CIA Shared Satellite Images With Pope
Casey, as CIA director, was instrumental in providing the pope with satellite images of Soviet troop movements and the positioning of Soviet intercontinental ballistic missiles, Orlando told The Daily Signal.
“Apparently, Allen was the one getting the satellite images to Casey so he could take them to the Holy Father, and Casey would come back to Allen and report on the Holy Father’s reaction,” Orlando said, adding:
This is where some of the graphics in the film come into play. When you are talking about satellite images, they can’t all be small and photo-sized. I’m thinking of larger pictures. So, that’s where I came up with the idea of the pope spreading these photos out across the floor. We can’t know exactly how this all went down, but the graphics do convey to viewers how powerful and impactful this moment must have been.
And what did the pope see on those satellite images?
He would have seen Soviet troop movements and how ICBMs were positioned, aimed, and targeted at certain parts of Europe, the film explains.
The photos also would have provided the pope with images of the Gdansk Shipyard, the birthplace of the Solidarity trade union in Poland that challenged Soviet authority, Orlando said.
“The pope would have been traveling to all of these places within range of Soviet missiles while he was preaching religious freedom,” he said. “This certainly had a powerful impact on him when he made these trips.”
After Allen left the first Reagan administration in January 1982, Casey continued to pursue intelligence sharing with the Vatican.
Allen’s later role, if any, is not discussed in the film. The Daily Signal sought comment from Allen, who cooperated with the filmmakers, but he had not replied as of publication time.

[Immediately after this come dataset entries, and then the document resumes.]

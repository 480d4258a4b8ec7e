//! Support code of the `scanreq` executable.

mod writer;

pub use writer::{global_multi_progress, IndicatifWriter};

use indicatif::ProgressBar;
use itertools::Itertools;
use miette::{IntoDiagnostic, WrapErr};
use scanreq::Versions;
use std::io::Write;

/// Prefix of the line printed for a source distribution that cannot be built.
pub const MISSING_BUILD_DEPENDENCIES: &str = "The following build dependencies are missing:";

/// Resolves the metadata of every version in discovery order and writes one line per version to
/// `out`: the version taken from the filename followed by the `Version` field of the metadata as
/// written, so spelling differences between the two stay visible.
/// Source distributions that cannot be built for lack of build dependencies get a line naming
/// those dependencies instead. Any other failure aborts.
pub fn report(versions: &Versions, progress: &ProgressBar, out: &mut impl Write) -> miette::Result<()> {
    let name = &versions.requirement().name;
    for (version, project) in versions.iter() {
        progress.set_message(format!("{name} {version}"));
        let metadata = project
            .metadata()
            .wrap_err_with(|| format!("failed to read the metadata of {name} {version}"))?;

        let line = match metadata {
            Some(metadata) => format!("{version} {}", metadata.get("Version").unwrap_or_default()),
            None => format!(
                "{MISSING_BUILD_DEPENDENCIES} {}",
                project
                    .missing_build_dependencies()
                    .unwrap_or_default()
                    .iter()
                    .join(", ")
            ),
        };
        progress
            .suspend(|| writeln!(out, "{line}"))
            .into_diagnostic()?;
    }
    Ok(())
}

Despite the film’s revelations, many of the letters between John Paul and Reagan remain sealed and will not be disclosed for some time, Shirley says in the movie. For this reason, the full story of their relationship and the alliance between the Vatican and the Reagan White House will not be disclosed for decades, he speculates.

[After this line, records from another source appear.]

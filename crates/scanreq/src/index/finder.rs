use super::{IndexError, PackageIndex};
use crate::types::{Candidate, PackageName, ParsePackageNameError, Requirement};
use miette::Diagnostic;
use pep508_rs::VersionOrUrl;
use std::fmt::Debug;
use std::str::FromStr;
use thiserror::Error;

/// Supplies the candidates of a requirement in preference order.
pub trait CandidateProvider: Debug {
    /// Returns every acceptable candidate for `requirement`, best first.
    fn candidates(&self, requirement: &Requirement) -> Result<Vec<Candidate>, FindError>;
}

#[derive(Debug, Error, Diagnostic)]
#[allow(missing_docs)]
pub enum FindError {
    #[error(transparent)]
    #[diagnostic(transparent)]
    Index(#[from] IndexError),

    #[error(transparent)]
    InvalidName(#[from] ParsePackageNameError),

    #[error("direct url requirements are not supported: {0}")]
    UrlRequirement(String),
}

/// Finds candidates on a single [`PackageIndex`].
#[derive(Debug, Clone)]
pub struct IndexFinder {
    index: PackageIndex,
}

impl IndexFinder {
    /// Constructs a new instance.
    pub fn new(index: PackageIndex) -> Self {
        Self { index }
    }
}

impl CandidateProvider for IndexFinder {
    #[tracing::instrument(level = "info", skip_all, fields(requirement = %requirement))]
    fn candidates(&self, requirement: &Requirement) -> Result<Vec<Candidate>, FindError> {
        let name = PackageName::from_str(&requirement.name)?;
        let specifiers = match &requirement.version_or_url {
            None => None,
            Some(VersionOrUrl::VersionSpecifier(specifiers)) => Some(specifiers),
            Some(_) => return Err(FindError::UrlRequirement(requirement.to_string())),
        };

        let mut candidates = Vec::new();
        for link in self.index.archive_links(&name)? {
            let filename = link.filename.clone();
            let candidate = match Candidate::try_from(link) {
                Ok(candidate) => candidate,
                Err(e) => {
                    tracing::warn!("skipping {filename}: {e}");
                    continue;
                }
            };

            if candidate.name != name {
                tracing::debug!("skipping {filename}: belongs to {}", candidate.name);
                continue;
            }
            if candidate.is_yanked {
                tracing::debug!("skipping {filename}: yanked");
                continue;
            }
            if let Some(specifiers) = specifiers {
                if !specifiers.contains(&candidate.version) {
                    continue;
                }
            }
            candidates.push(candidate);
        }

        // Stable, so files of the same version keep their index order.
        candidates.sort_by(|a, b| b.version.cmp(&a.version));
        tracing::info!("found {} candidates", candidates.len());
        Ok(candidates)
    }
}
use super::{ArtifactName, PackageName, ParseArtifactNameError, Version, WheelTag};
use crate::artifacts::Location;
use serde::{Deserialize, Serialize};
use std::collections::HashSet;
use std::fmt::{Display, Formatter};

/// A raw link to a distribution archive, as handed out by an index.
#[derive(Debug, Clone, PartialEq, Eq)]
pub struct ArchiveLink {
    /// The filename of the archive, usually the last path segment of `url`.
    pub filename: String,
    /// Where the archive can be fetched from.
    pub url: Location,
    /// The `data-requires-python` constraint, unevaluated.
    pub requires_python: Option<String>,
    /// Yanked information
    pub yanked: Yanked,
}

#[derive(Debug, Clone, Deserialize)]
#[serde(untagged)]
enum RawYanked {
    NoReason(bool),
    WithReason(String),
}

/// Struct that describes whether a package is yanked or not.
#[derive(Debug, Clone, Deserialize, Serialize, Default, PartialEq, Eq)]
#[serde(from = "RawYanked")]
pub struct Yanked {
    /// This is true if the package is yanked.
    pub yanked: bool,
    /// Optional reason why the package is yanked.
    pub reason: Option<String>,
}

impl From<RawYanked> for Yanked {
    fn from(raw: RawYanked) -> Self {
        match raw {
            RawYanked::NoReason(yanked) => Self {
                yanked,
                reason: None,
            },
            RawYanked::WithReason(reason) => Self {
                yanked: true,
                reason: Some(reason),
            },
        }
    }
}

/// The two kinds of distribution archives.
#[derive(Debug, Copy, Clone, PartialEq, Eq, Hash)]
pub enum ArtifactKind {
    /// A prebuilt `.whl`
    Wheel,
    /// A source archive that has to be built before its metadata can be read
    SourceDistribution,
}

/// One discovered distribution archive of a project, identified purely by its filename.
#[derive(Debug, Clone, PartialEq, Eq)]
pub struct Candidate {
    /// The original filename
    pub filename: String,
    /// Where to fetch the archive from
    pub url: Location,
    /// Wheel or sdist, decided by the filename suffix
    pub kind: ArtifactKind,
    /// The distribution name encoded in the filename
    pub name: PackageName,
    /// The version encoded in the filename
    pub version: Version,
    /// Compatibility tags. Always `Some` for wheels and `None` for source distributions.
    pub tags: Option<HashSet<WheelTag>>,
    /// Carried through without evaluating it
    pub requires_python: Option<String>,
    /// Whether the publisher withdrew this release
    pub is_yanked: bool,
    /// Why it was withdrawn, if a reason was given
    pub yanked_reason: Option<String>,
}

impl Candidate {
    /// Returns the parsed filename.
    pub fn artifact_name(&self) -> Result<ArtifactName, ParseArtifactNameError> {
        self.filename.parse()
    }
}

impl TryFrom<ArchiveLink> for Candidate {
    type Error = ParseArtifactNameError;

    fn try_from(link: ArchiveLink) -> Result<Self, Self::Error> {
        let (kind, name, version, tags) = match link.filename.parse::<ArtifactName>()? {
            ArtifactName::Wheel(wheel) => {
                let tags = wheel.all_tags();
                (
                    ArtifactKind::Wheel,
                    wheel.distribution,
                    wheel.version,
                    Some(tags),
                )
            }
            ArtifactName::SDist(sdist) => (
                ArtifactKind::SourceDistribution,
                sdist.distribution,
                sdist.version,
                None,
            ),
        };

        Ok(Candidate {
            filename: link.filename,
            url: link.url,
            kind,
            name,
            version,
            tags,
            requires_python: link.requires_python,
            is_yanked: link.yanked.yanked,
            yanked_reason: link.yanked.reason,
        })
    }
}

impl Display for Candidate {
    fn fmt(&self, f: &mut Formatter<'_>) -> std::fmt::Result {
        write!(f, "{}[{}] at {}", self.name, self.version, self.url)
    }
}

#[cfg(test)]
mod test {
    use super::*;
    use std::str::FromStr;

    fn link(filename: &str) -> ArchiveLink {
        ArchiveLink {
            filename: filename.to_owned(),
            url: Location::from_str(&format!("https://example.com/files/{filename}")).unwrap(),
            requires_python: Some(">=3.8".to_owned()),
            yanked: Yanked::default(),
        }
    }

    #[test]
    fn wheel_candidate_has_tags() {
        let candidate = Candidate::try_from(link("example_pkg-1.1-py3-none-any.whl")).unwrap();
        assert_eq!(candidate.kind, ArtifactKind::Wheel);
        assert_eq!(candidate.name.as_str(), "example-pkg");
        assert_eq!(candidate.version, Version::from_str("1.1").unwrap());
        assert_eq!(candidate.tags.as_ref().map(HashSet::len), Some(1));
        assert_eq!(candidate.requires_python.as_deref(), Some(">=3.8"));
        assert_eq!(
            candidate.to_string(),
            "example_pkg[1.1] at https://example.com/files/example_pkg-1.1-py3-none-any.whl"
        );
    }

    #[test]
    fn sdist_candidate_has_no_tags() {
        let candidate = Candidate::try_from(link("Example-Pkg-1.0.tar.gz")).unwrap();
        assert_eq!(candidate.kind, ArtifactKind::SourceDistribution);
        assert_eq!(candidate.name.as_str(), "example-pkg");
        assert!(candidate.tags.is_none());
    }

    #[test]
    fn malformed_link_is_rejected() {
        assert!(Candidate::try_from(link("example_pkg-1.1-none-any.whl")).is_err());
        assert!(Candidate::try_from(link("example_pkg.tar.gz")).is_err());
    }

    #[test]
    fn yanked_from_json() {
        let yanked: Yanked = serde_json::from_str("\"broken build\"").unwrap();
        assert_eq!(
            yanked,
            Yanked {
                yanked: true,
                reason: Some("broken build".to_owned())
            }
        );
        let yanked: Yanked = serde_json::from_str("false").unwrap();
        assert!(!yanked.yanked);
    }
}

“There was constant correspondence going on between the two, so many letters, telegrams, and electronic communication,” Kengor says in the film. “By the end of 1981, John Paul II and Ronald Reagan had exchanged a dozen or so letters.”
At that time, Reagan had been president for fewer than 12 months.

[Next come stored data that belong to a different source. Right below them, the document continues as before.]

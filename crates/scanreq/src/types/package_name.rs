use miette::Diagnostic;
use regex::Regex;
use serde_with::{DeserializeFromStr, SerializeDisplay};
use std::borrow::Borrow;
use std::cmp::Ordering;
use std::fmt::{Display, Formatter};
use std::hash::{Hash, Hasher};
use std::str::FromStr;
use std::sync::OnceLock;
use thiserror::Error;

/// The name of a distribution as it was spelled in a filename, a requirement or a metadata
/// record. Two names are the same package when their canonical forms match, so `Foo_Bar`,
/// `foo.bar` and `FOO-bar` all compare equal.
#[derive(Debug, Clone, Eq, SerializeDisplay, DeserializeFromStr)]
pub struct PackageName {
    spelling: Box<str>,
    canonical: Box<str>,
}

impl PackageName {
    /// The name exactly as it was parsed.
    pub fn as_source_str(&self) -> &str {
        &self.spelling
    }

    /// The canonical form: lowercase, with every run of `-`, `_` and `.` replaced by one `-`.
    pub fn as_str(&self) -> &str {
        &self.canonical
    }
}

/// Raised for strings that are not valid distribution names.
#[derive(Debug, Clone, Error, Diagnostic)]
#[allow(missing_docs)]
pub enum ParsePackageNameError {
    #[error("invalid package name '{0}'")]
    InvalidPackageName(String),
}

/// Lowercases `name` and folds separator runs, after checking it against the core metadata
/// name rule (ASCII letters and digits at both ends, `.`, `_` and `-` only in between).
fn canonicalize(name: &str) -> Result<String, ParsePackageNameError> {
    static VALID: OnceLock<Regex> = OnceLock::new();
    static SEPARATORS: OnceLock<Regex> = OnceLock::new();

    let valid = VALID
        .get_or_init(|| Regex::new(r"(?i-u)^([A-Z0-9]|[A-Z0-9][A-Z0-9._-]*[A-Z0-9])$").unwrap());
    if !valid.is_match(name) {
        return Err(ParsePackageNameError::InvalidPackageName(name.to_owned()));
    }

    let separators = SEPARATORS.get_or_init(|| Regex::new(r"[-_.]+").unwrap());
    Ok(separators.replace_all(name, "-").to_ascii_lowercase())
}

impl FromStr for PackageName {
    type Err = ParsePackageNameError;

    fn from_str(s: &str) -> Result<Self, Self::Err> {
        let canonical = canonicalize(s)?;
        Ok(Self {
            spelling: s.into(),
            canonical: canonical.into_boxed_str(),
        })
    }
}

// Identity is the canonical form only.

impl PartialEq for PackageName {
    fn eq(&self, other: &Self) -> bool {
        self.canonical == other.canonical
    }
}

impl Hash for PackageName {
    fn hash<H: Hasher>(&self, state: &mut H) {
        self.canonical.hash(state)
    }
}

impl Ord for PackageName {
    fn cmp(&self, other: &Self) -> Ordering {
        self.canonical.cmp(&other.canonical)
    }
}

impl PartialOrd for PackageName {
    fn partial_cmp(&self, other: &Self) -> Option<Ordering> {
        Some(self.cmp(other))
    }
}

impl Display for PackageName {
    fn fmt(&self, f: &mut Formatter<'_>) -> std::fmt::Result {
        f.write_str(&self.spelling)
    }
}

/// Only the canonical form of a name, used to key maps of installed distributions.
#[repr(transparent)]
#[derive(
    Debug, Clone, Eq, PartialEq, Ord, PartialOrd, Hash, SerializeDisplay, DeserializeFromStr,
)]
pub struct NormalizedPackageName(Box<str>);

impl NormalizedPackageName {
    /// The canonical name
    pub fn as_str(&self) -> &str {
        &self.0
    }
}

impl From<PackageName> for NormalizedPackageName {
    fn from(name: PackageName) -> Self {
        Self(name.canonical)
    }
}

impl From<&PackageName> for NormalizedPackageName {
    fn from(name: &PackageName) -> Self {
        Self(name.canonical.clone())
    }
}

impl FromStr for NormalizedPackageName {
    type Err = ParsePackageNameError;

    fn from_str(s: &str) -> Result<Self, Self::Err> {
        canonicalize(s).map(|canonical| Self(canonical.into_boxed_str()))
    }
}

impl Display for NormalizedPackageName {
    fn fmt(&self, f: &mut Formatter<'_>) -> std::fmt::Result {
        f.write_str(&self.0)
    }
}

impl Borrow<str> for NormalizedPackageName {
    fn borrow(&self) -> &str {
        &self.0
    }
}

#[cfg(test)]
mod test {
    use super::*;
    use rstest::rstest;
    use std::collections::HashSet;

    #[rstest]
    #[case("requests", "requests")]
    #[case("Django", "django")]
    #[case("zope.interface", "zope-interface")]
    #[case("typing_extensions", "typing-extensions")]
    #[case("Foo__Bar.-baz", "foo-bar-baz")]
    #[case("a", "a")]
    fn canonical_form(#[case] spelling: &str, #[case] canonical: &str) {
        let name = PackageName::from_str(spelling).unwrap();
        assert_eq!(name.as_source_str(), spelling);
        assert_eq!(name.as_str(), canonical);
        assert_eq!(name.to_string(), spelling);
        assert_eq!(
            NormalizedPackageName::from(&name).as_str(),
            NormalizedPackageName::from_str(spelling).unwrap().as_str()
        );
    }

    #[rstest]
    #[case("")]
    #[case("-leading")]
    #[case("trailing.")]
    #[case("white space")]
    #[case("ünïcode")]
    fn invalid_names(#[case] spelling: &str) {
        assert!(matches!(
            PackageName::from_str(spelling),
            Err(ParsePackageNameError::InvalidPackageName(s)) if s == spelling
        ));
    }

    #[test]
    fn spellings_of_one_package_are_equal() {
        let spellings: HashSet<PackageName> = ["Typing_Extensions", "typing.extensions", "typing-extensions"]
            .iter()
            .map(|s| s.parse().unwrap())
            .collect();
        assert_eq!(spellings.len(), 1);

        let other: PackageName = "typingextensions".parse().unwrap();
        assert!(!spellings.contains(&other));
    }
}
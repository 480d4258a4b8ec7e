use std::convert::Infallible;
use std::fmt::{Display, Formatter};
use std::path::{Path, PathBuf};
use std::str::FromStr;
use url::Url;

/// Where the bytes of an archive live: on the local filesystem or behind a URL.
#[derive(Debug, Clone, PartialEq, Eq, Hash)]
pub enum Location {
    /// A local file or directory
    Path(PathBuf),
    /// A remote resource
    Url(Url),
}

impl Location {
    /// Returns the local path, if this is one.
    pub fn as_path(&self) -> Option<&Path> {
        match self {
            Location::Path(path) => Some(path),
            Location::Url(_) => None,
        }
    }

    /// The last path segment, used to name the downloaded file.
    pub fn file_name(&self) -> Option<String> {
        match self {
            Location::Path(path) => path.file_name().map(|n| n.to_string_lossy().into_owned()),
            Location::Url(url) => url
                .path_segments()
                .and_then(|mut segments| segments.next_back())
                .filter(|segment| !segment.is_empty())
                .map(ToOwned::to_owned),
        }
    }
}

impl From<Url> for Location {
    fn from(url: Url) -> Self {
        if url.scheme() == "file" {
            if let Ok(path) = url.to_file_path() {
                return Location::Path(path);
            }
        }
        Location::Url(url)
    }
}

impl From<PathBuf> for Location {
    fn from(path: PathBuf) -> Self {
        Location::Path(path)
    }
}

impl FromStr for Location {
    type Err = Infallible;

    /// `http(s)://` and `file://` strings are parsed as URLs, anything else is a path.
    fn from_str(s: &str) -> Result<Self, Self::Err> {
        let lower = s.to_ascii_lowercase();
        if lower.starts_with("http://") || lower.starts_with("https://") || lower.starts_with("file://")
        {
            if let Ok(url) = Url::parse(s) {
                return Ok(url.into());
            }
        }
        Ok(Location::Path(PathBuf::from(s)))
    }
}

impl Display for Location {
    fn fmt(&self, f: &mut Formatter<'_>) -> std::fmt::Result {
        match self {
            Location::Path(path) => write!(f, "{}", path.display()),
            Location::Url(url) => write!(f, "{url}"),
        }
    }
}

#[cfg(test)]
mod test {
    use super::*;

    #[test]
    fn parse_locations() {
        assert!(matches!(
            Location::from_str("https://files.example/foo-1.0.tar.gz").unwrap(),
            Location::Url(_)
        ));
        assert_eq!(
            Location::from_str("/tmp/foo-1.0.tar.gz").unwrap(),
            Location::Path(PathBuf::from("/tmp/foo-1.0.tar.gz"))
        );
        #[cfg(unix)]
        assert_eq!(
            Location::from_str("file:///tmp/foo-1.0.tar.gz").unwrap(),
            Location::Path(PathBuf::from("/tmp/foo-1.0.tar.gz"))
        );
    }

    #[test]
    fn trailing_segment() {
        let location = Location::from_str("https://files.example/a/b/foo-1.0.tar.gz#sha256=00")
            .unwrap();
        assert_eq!(location.file_name().as_deref(), Some("foo-1.0.tar.gz"));
        let location = Location::from_str("https://files.example/").unwrap();
        assert_eq!(location.file_name(), None);
    }
}
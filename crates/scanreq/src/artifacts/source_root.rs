use super::SourceMetadataError;
use std::collections::HashSet;
use std::path::{Path, PathBuf};

/// Files that mark the root of a buildable project. Either one is sufficient.
pub const BUILD_DESCRIPTORS: [&str; 2] = ["setup.py", "pyproject.toml"];

/// Maximum number of wrapper directories that are descended into.
pub const MAX_DESCENT_DEPTH: usize = 32;

/// Finds the project root inside a freshly unpacked source archive.
///
/// A directory that contains a build descriptor is the root. A directory without one is only
/// descended into if its sole entry is a directory. Descent stops after [`MAX_DESCENT_DEPTH`]
/// levels or when a directory is reached twice through symlinks.
pub fn locate_source_root(unpacked: &Path) -> Result<PathBuf, SourceMetadataError> {
    let mut current = unpacked.to_path_buf();
    let mut visited = HashSet::new();

    for _ in 0..=MAX_DESCENT_DEPTH {
        if !visited.insert(fs_err::canonicalize(&current)?) {
            tracing::debug!("{} was already visited", current.display());
            break;
        }

        if BUILD_DESCRIPTORS
            .iter()
            .any(|descriptor| current.join(descriptor).exists())
        {
            return Ok(current);
        }

        let entries = fs_err::read_dir(&current)?.collect::<Result<Vec<_>, _>>()?;
        match entries.as_slice() {
            [single] if single.path().is_dir() => current = single.path(),
            _ => break,
        }
    }

    Err(SourceMetadataError::NotASourceArchive(
        unpacked.to_path_buf(),
    ))
}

Robert Barron, founder of Word on Fire Catholic Ministries and auxiliary bishop of the Archdiocese of Los Angeles, comments in the film on the shared convictions and experiences of the two men.
John Paul certainly would have viewed the attempt on his life “according to the template of the cross and resurrection of Jesus,” Barron says in the film.
“Did it give him a heightened sense of his mission to struggle against what he saw quite correctly as the supreme evil in the world at this time? I’d say yes, absolutely. And that brings him close to Ronald Reagan.”
On the subject of a divine plan, Barron makes the point that “it’s not a zero-sum game” in the sense that “the more God does, the less we do; the more we do, the less God is involved.”
Instead, the bishop says, “God draws our freedom, he lures our freedom, so that he has a plan but he wants us cooperating with it.”
The time John Paul II spent during his youth as an actor and playwright also helped to prepare him for the world stage, Barron says.
“Go to the Vatican and it is a stage set; it’s built for processions and speeches and public displays,” Barron tells viewers.
Reagan and John Paul II met in person on five different occasions over an eight-year period, according to the film.
Their last meeting took place in September 1990, nearly 14 years before Reagan succumbed to pneumonia, complicated by Alzheimer’s disease; the pope, himself gripped by Parkinson’s disease, died in April 2005.